(Stored data)
use std::collections::HashMap;
use std::sync::{Arc, Mutex, MutexGuard, PoisonError, RwLock, RwLockReadGuard, RwLockWriteGuard};

use chrono::{DateTime, Utc};
use tracing::{debug, instrument};

use stockbill_core::{DomainError, DomainResult, ProductId};
use stockbill_inventory::{DebitError, Product, ProductUpdate};

use super::BalanceLedger;

#[derive(Debug, Default)]
struct Index {
    products: HashMap<ProductId, Arc<Mutex<Product>>>,
    codes: HashMap<String, ProductId>,
}

/// In-memory balance ledger (volatile; empty after restart).
///
/// Lock order is always index → product. Debits and reads take the index
/// read lock plus the one product mutex, so debits on different products run
/// in parallel. Structural changes (insert, update, remove) take the index
/// write lock, which excludes every debit while a code is being renamed.
#[derive(Debug, Default)]
pub struct InMemoryBalanceLedger {
    index: RwLock<Index>,
}

impl InMemoryBalanceLedger {
    pub fn new() -> Self {
        Self::default()
    }

    fn read(&self) -> RwLockReadGuard<'_, Index> {
        self.index.read().unwrap_or_else(PoisonError::into_inner)
    }

    fn write(&self) -> RwLockWriteGuard<'_, Index> {
        self.index.write().unwrap_or_else(PoisonError::into_inner)
    }
}

fn lock(product: &Mutex<Product>) -> MutexGuard<'_, Product> {
    product.lock().unwrap_or_else(PoisonError::into_inner)
}

impl BalanceLedger for InMemoryBalanceLedger {
    fn insert(&self, product: Product) -> DomainResult<Product> {
        let mut index = self.write();

        if index.codes.contains_key(product.code()) {
            return Err(DomainError::conflict(format!(
                "product code '{}' already exists",
                product.code()
            )));
        }
        if index.products.contains_key(&product.id_typed()) {
            return Err(DomainError::conflict(format!(
                "product {} already exists",
                product.id_typed()
            )));
        }

        index.codes.insert(product.code().to_string(), product.id_typed());
        index
            .products
            .insert(product.id_typed(), Arc::new(Mutex::new(product.clone())));
        Ok(product)
    }

    fn get(&self, id: &ProductId) -> Option<Product> {
        let index = self.read();
        index.products.get(id).map(|p| lock(p).clone())
    }

    fn list(&self) -> Vec<Product> {
        let index = self.read();
        let mut products: Vec<Product> = index.products.values().map(|p| lock(p).clone()).collect();
        products.sort_by(|a, b| a.code().cmp(b.code()));
        products
    }

    fn update(&self, id: &ProductId, update: ProductUpdate, now: DateTime<Utc>) -> DomainResult<Product> {
        let mut index = self.write();

        let slot = index
            .products
            .get(id)
            .cloned()
            .ok_or_else(|| DomainError::not_found(format!("product {id}")))?;

        let new_code = Product::normalized_code(&update).to_string();
        if let Some(owner) = index.codes.get(&new_code) {
            if owner != id {
                return Err(DomainError::conflict(format!(
                    "product code '{new_code}' already exists"
                )));
            }
        }

        let mut product = lock(&slot);
        let old_code = product.code().to_string();
        product.apply_update(update, now)?;

        if old_code != product.code() {
            index.codes.remove(&old_code);
            index.codes.insert(product.code().to_string(), *id);
        }
        Ok(product.clone())
    }

    fn remove(&self, id: &ProductId) -> DomainResult<Product> {
        let mut index = self.write();

        let slot = index
            .products
            .remove(id)
            .ok_or_else(|| DomainError::not_found(format!("product {id}")))?;
        let product = lock(&slot).clone();
        index.codes.remove(product.code());
        Ok(product)
    }

    #[instrument(skip(self, id, now), fields(product_id = %id))]
    fn debit(&self, id: &ProductId, quantity: i64, now: DateTime<Utc>) -> Result<i64, DebitError> {
        let index = self.read();
        let slot = index.products.get(id).ok_or(DebitError::NotFound(*id))?;

        let mut product = lock(slot);
        let new_balance = product.debit(quantity, now)?;
        debug!(new_balance, "balance debited");
        Ok(new_balance)
    }
}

Your assignment
Exact copies of every record are required, so retype them in full.

Exercise result
use std::collections::HashMap;
use std::sync::{Arc, Mutex, MutexGuard, PoisonError, RwLock, RwLockReadGuard, RwLockWriteGuard};

use chrono::{DateTime, Utc};
use tracing::{debug, instrument};

use stockbill_core::{DomainError, DomainResult, ProductId};
use stockbill_inventory::{DebitError, Product, ProductUpdate};

use super::BalanceLedger;

#[derive(Debug, Default)]
struct Index {
    products: HashMap<ProductId, Arc<Mutex<Product>>>,
    codes: HashMap<String, ProductId>,
}

/// In-memory balance ledger (volatile; empty after restart).
///
/// Lock order is always index → product. Debits and reads take the index
/// read lock plus the one product mutex, so debits on different products run
/// in parallel. Structural changes (insert, update, remove) take the index
/// write lock, which excludes every debit while a code is being renamed.
#[derive(Debug, Default)]
pub struct InMemoryBalanceLedger {
    index: RwLock<Index>,
}

impl InMemoryBalanceLedger {
    pub fn new() -> Self {
        Self::default()
    }

    fn read(&self) -> RwLockReadGuard<'_, Index> {
        self.index.read().unwrap_or_else(PoisonError::into_inner)
    }

    fn write(&self) -> RwLockWriteGuard<'_, Index> {
        self.index.write().unwrap_or_else(PoisonError::into_inner)
    }
}

fn lock(product: &Mutex<Product>) -> MutexGuard<'_, Product> {
    product.lock().unwrap_or_else(PoisonError::into_inner)
}

impl BalanceLedger for InMemoryBalanceLedger {
    fn insert(&self, product: Product) -> DomainResult<Product> {
        let mut index = self.write();

        if index.codes.contains_key(product.code()) {
            return Err(DomainError::conflict(format!(
                "product code '{}' already exists",
                product.code()
            )));
        }
        if index.products.contains_key(&product.id_typed()) {
            return Err(DomainError::conflict(format!(
                "product {} already exists",
                product.id_typed()
            )));
        }

        index.codes.insert(product.code().to_string(), product.id_typed());
        index
            .products
            .insert(product.id_typed(), Arc::new(Mutex::new(product.clone())));
        Ok(product)
    }

    fn get(&self, id: &ProductId) -> Option<Product> {
        let index = self.read();
        index.products.get(id).map(|p| lock(p).clone())
    }

    fn list(&self) -> Vec<Product> {
        let index = self.read();
        let mut products: Vec<Product> = index.products.values().map(|p| lock(p).clone()).collect();
        products.sort_by(|a, b| a.code().cmp(b.code()));
        products
    }

    fn update(&self, id: &ProductId, update: ProductUpdate, now: DateTime<Utc>) -> DomainResult<Product> {
        let mut index = self.write();

        let slot = index
            .products
            .get(id)
            .cloned()
            .ok_or_else(|| DomainError::not_found(format!("product {id}")))?;

        let new_code = Product::normalized_code(&update).to_string();
        if let Some(owner) = index.codes.get(&new_code) {
            if owner != id {
                return Err(DomainError::conflict(format!(
                    "product code '{new_code}' already exists"
                )));
            }
        }

        let mut product = lock(&slot);
        let old_code = product.code().to_string();
        product.apply_update(update, now)?;

        if old_code != product.code() {
            index.codes.remove(&old_code);
            index.codes.insert(product.code().to_string(), *id);
        }
        Ok(product.clone())
    }

    fn remove(&self, id: &ProductId) -> DomainResult<Product> {
        let mut index = self.write();

        let slot = index
            .products
            .remove(id)
            .ok_or_else(|| DomainError::not_found(format!("product {id}")))?;
        let product = lock(&slot).clone();
        index.codes.remove(product.code());
        Ok(product)
    }

    #[instrument(skip(self, id, now), fields(product_id = %id))]
    fn debit(&self, id: &ProductId, quantity: i64, now: DateTime<Utc>) -> Result<i64, DebitError> {
        let index = self.read();
        let slot = index.products.get(id).ok_or(DebitError::NotFound(*id))?;

        let mut product = lock(slot);
        let new_balance = product.debit(quantity, now)?;
        debug!(new_balance, "balance debited");
        Ok(new_balance)
    }
}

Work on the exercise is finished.